→ **Work item**: Search the material below for the string "push". Return every line that holds it.

============================================================

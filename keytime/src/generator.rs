use crate::codec::{KeyCodec, KeyToken, NamedKey};
use crate::config::KeytimeConfig;
use crate::delay::DelayModel;
use crate::keystroke::KeystrokeSequence;
use rand::rngs::StdRng;
use rand::{Rng, SeedableRng};
use std::time::Instant;
use tracing::{debug, error, info, instrument, warn};

// Reference speeds of the two draws summed into one keystroke delay
const FIRST_DRAW_SPEED: f64 = 1.0;
const SECOND_DRAW_SPEED: f64 = 1.5;

/// Synthesizes a human-looking keystroke sequence from text
pub struct Generator<R: Rng = StdRng> {
    codec: KeyCodec,
    delay_model: DelayModel,
    config: KeytimeConfig,
    rng: R,
}

impl Generator<StdRng> {
    pub fn new(config: KeytimeConfig) -> Self {
        Self::with_rng(config, StdRng::from_entropy())
    }
}

impl<R: Rng> Generator<R> {
    /// Create a generator drawing delays from the given random source
    pub fn with_rng(config: KeytimeConfig, rng: R) -> Self {
        Self {
            codec: KeyCodec::new(config.clone()),
            delay_model: DelayModel::from_config(&config),
            config,
            rng,
        }
    }

    pub fn config(&self) -> &KeytimeConfig {
        &self.config
    }

    /// Generate keystrokes for `text`, stopping after `max_words` spaces or at
    /// the stop character. Characters the codec rejects are skipped.
    #[instrument(level = "debug", skip(self, text), fields(text_len = text.len()))]
    pub fn generate(&mut self, text: &str) -> KeystrokeSequence {
        let start = Instant::now();
        let mut keystrokes = KeystrokeSequence::new();
        if text.is_empty() {
            warn!("No input string provided");
            return keystrokes;
        }

        let mut word_count = 0usize;
        for (index, c) in text.chars().enumerate() {
            if word_count >= self.config.max_words {
                info!(max_words = self.config.max_words, "Reached max words");
                break;
            }

            let token = match self.codec.encode(c) {
                Ok(token) => token,
                Err(rejection) => {
                    error!(index, "Skipping character: {rejection}");
                    continue;
                }
            };
            if c == ' ' {
                word_count += 1;
            }

            if self.config.is_shifted(c) && self.shift_eligible(keystrokes.last().map(|k| &k.key)) {
                if self.config.show_shift_insertions {
                    debug!(index, character = %c, "Inserting shift");
                }
                let delay = self.sample_shift_delay();
                keystrokes.push(KeyToken::Named(NamedKey::Shift), Some(delay));
            }

            let delay = self.sample_key_delay();
            keystrokes.push(token, Some(delay));

            if token == KeyToken::Stop {
                warn!(index, "Stop key found, halting keystroke generation");
                break;
            }
        }

        debug!(
            duration_ms = start.elapsed().as_millis(),
            keystrokes = keystrokes.len(),
            words = word_count,
            "Keystrokes generated"
        );
        keystrokes
    }

    /// A shift may go in front of a shifted character only when the previous
    /// key is the start of the sequence, a space, or an unshifted key.
    fn shift_eligible(&self, previous: Option<&KeyToken>) -> bool {
        match previous {
            None => true,
            Some(KeyToken::Named(_)) => true,
            Some(token @ (KeyToken::Printable(_) | KeyToken::Escaped(_))) => {
                token.char().map_or(true, |c| !self.config.is_shifted(c))
            }
            Some(KeyToken::Stop) => !self.config.is_shifted(self.config.stop_char),
        }
    }

    fn sample_shift_delay(&mut self) -> f64 {
        let delay = self.delay_model.sample(&mut self.rng, self.config.shift_speed);
        self.config.round_delay(delay)
    }

    fn sample_key_delay(&mut self) -> f64 {
        let first = self.delay_model.sample(&mut self.rng, FIRST_DRAW_SPEED);
        let second = self.delay_model.sample(&mut self.rng, SECOND_DRAW_SPEED);
        self.config.round_delay(first + second)
    }
}

#[cfg(test)]
mod tests {
    use super::*;

    fn generator(config: KeytimeConfig) -> Generator<StdRng> {
        Generator::with_rng(config, StdRng::seed_from_u64(1234))
    }

    fn tokens(keystrokes: &KeystrokeSequence) -> Vec<String> {
        keystrokes.iter().map(|k| k.key.to_string()).collect()
    }

    #[test]
    fn test_empty_input() {
        let mut generator = generator(KeytimeConfig::default());
        assert!(generator.generate("").is_empty());
    }

    #[test]
    fn test_all_rejected_input() {
        let mut generator = generator(KeytimeConfig::default());
        assert!(generator.generate("\u{1}\u{2}éü").is_empty());
    }

    #[test]
    fn test_shift_inserted_before_capital() {
        let mut generator = generator(KeytimeConfig::default());
        let keystrokes = generator.generate("Hi");

        assert_eq!(tokens(&keystrokes), vec!["Key.shift", "'H'", "'i'"]);
        let slice = keystrokes.as_slice();
        assert_eq!(slice[0].delay, None);
        assert!(slice[1].delay.is_some());
        assert!(slice[2].delay.is_some());
        assert!(keystrokes.validate().is_ok());
    }

    #[test]
    fn test_no_shift_between_consecutive_shifted_chars() {
        let mut generator = generator(KeytimeConfig::default());
        let keystrokes = generator.generate("a HEY!");
        assert_eq!(
            tokens(&keystrokes),
            vec!["'a'", "Key.space", "Key.shift", "'H'", "'E'", "'Y'", "'!'"]
        );
    }

    #[test]
    fn test_shift_after_space_and_unshifted_key() {
        let mut generator = generator(KeytimeConfig::default());
        let keystrokes = generator.generate("a?b ?");
        assert_eq!(
            tokens(&keystrokes),
            vec!["'a'", "Key.shift", "'?'", "'b'", "Key.space", "Key.shift", "'?'"]
        );
    }

    #[test]
    fn test_max_words_stops_after_space() {
        let config = KeytimeConfig {
            max_words: 1,
            ..Default::default()
        };
        let mut generator = generator(config);
        let keystrokes = generator.generate("ab cd ef");
        assert_eq!(tokens(&keystrokes), vec!["'a'", "'b'", "Key.space"]);
    }

    #[test]
    fn test_stop_character_halts_generation() {
        let mut generator = generator(KeytimeConfig::default());
        let keystrokes = generator.generate("ok*never typed");
        assert_eq!(
            tokens(&keystrokes),
            vec!["'o'", "'k'", "Key.shift", "Key.stop"]
        );
    }

    #[test]
    fn test_rejected_characters_are_skipped() {
        let mut generator = generator(KeytimeConfig::default());
        let keystrokes = generator.generate("aéb\u{7}c");
        assert_eq!(tokens(&keystrokes), vec!["'a'", "'b'", "'c'"]);
        assert_eq!(keystrokes.as_slice()[0].delay, None);
    }

    #[test]
    fn test_first_key_carries_sentinel_even_after_rejections() {
        let mut generator = generator(KeytimeConfig::default());
        let keystrokes = generator.generate("éx");
        assert_eq!(tokens(&keystrokes), vec!["'x'"]);
        assert_eq!(keystrokes.as_slice()[0].delay, None);
    }

    #[test]
    fn test_delays_are_rounded_and_bounded() {
        let config = KeytimeConfig {
            round_digits: 2,
            ..Default::default()
        };
        let mut generator = generator(config);
        let keystrokes = generator.generate("the quick brown fox jumps over the lazy dog");
        assert!(keystrokes.validate().is_ok());
        for keystroke in keystrokes.iter().skip(1) {
            let delay = keystroke.delay.unwrap();
            // Two floored draws summed
            assert!(delay >= 0.05, "delay {delay}");
            assert!(((delay * 100.0).round() - delay * 100.0).abs() < 1e-9);
        }
    }

    #[test]
    fn test_newlines_and_tabs_follow_config() {
        let mut generator = generator(KeytimeConfig::default());
        assert_eq!(
            tokens(&generator.generate("a\n\tb")),
            vec!["'a'", "Key.enter", "Key.tab", "'b'"]
        );

        let mut generator = self::generator(KeytimeConfig {
            allow_newlines: false,
            ..Default::default()
        });
        assert_eq!(tokens(&generator.generate("a\n\tb")), vec!["'a'", "'b'"]);
    }

    #[test]
    fn test_seeded_generation_is_reproducible() {
        let mut a = generator(KeytimeConfig::default());
        let mut b = generator(KeytimeConfig::default());
        assert_eq!(a.generate("Same Text"), b.generate("Same Text"));
    }
}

============================================================

→ **Result of the exercise**:
                keystrokes.push(KeyToken::Named(NamedKey::Shift), Some(delay));
            keystrokes.push(token, Some(delay));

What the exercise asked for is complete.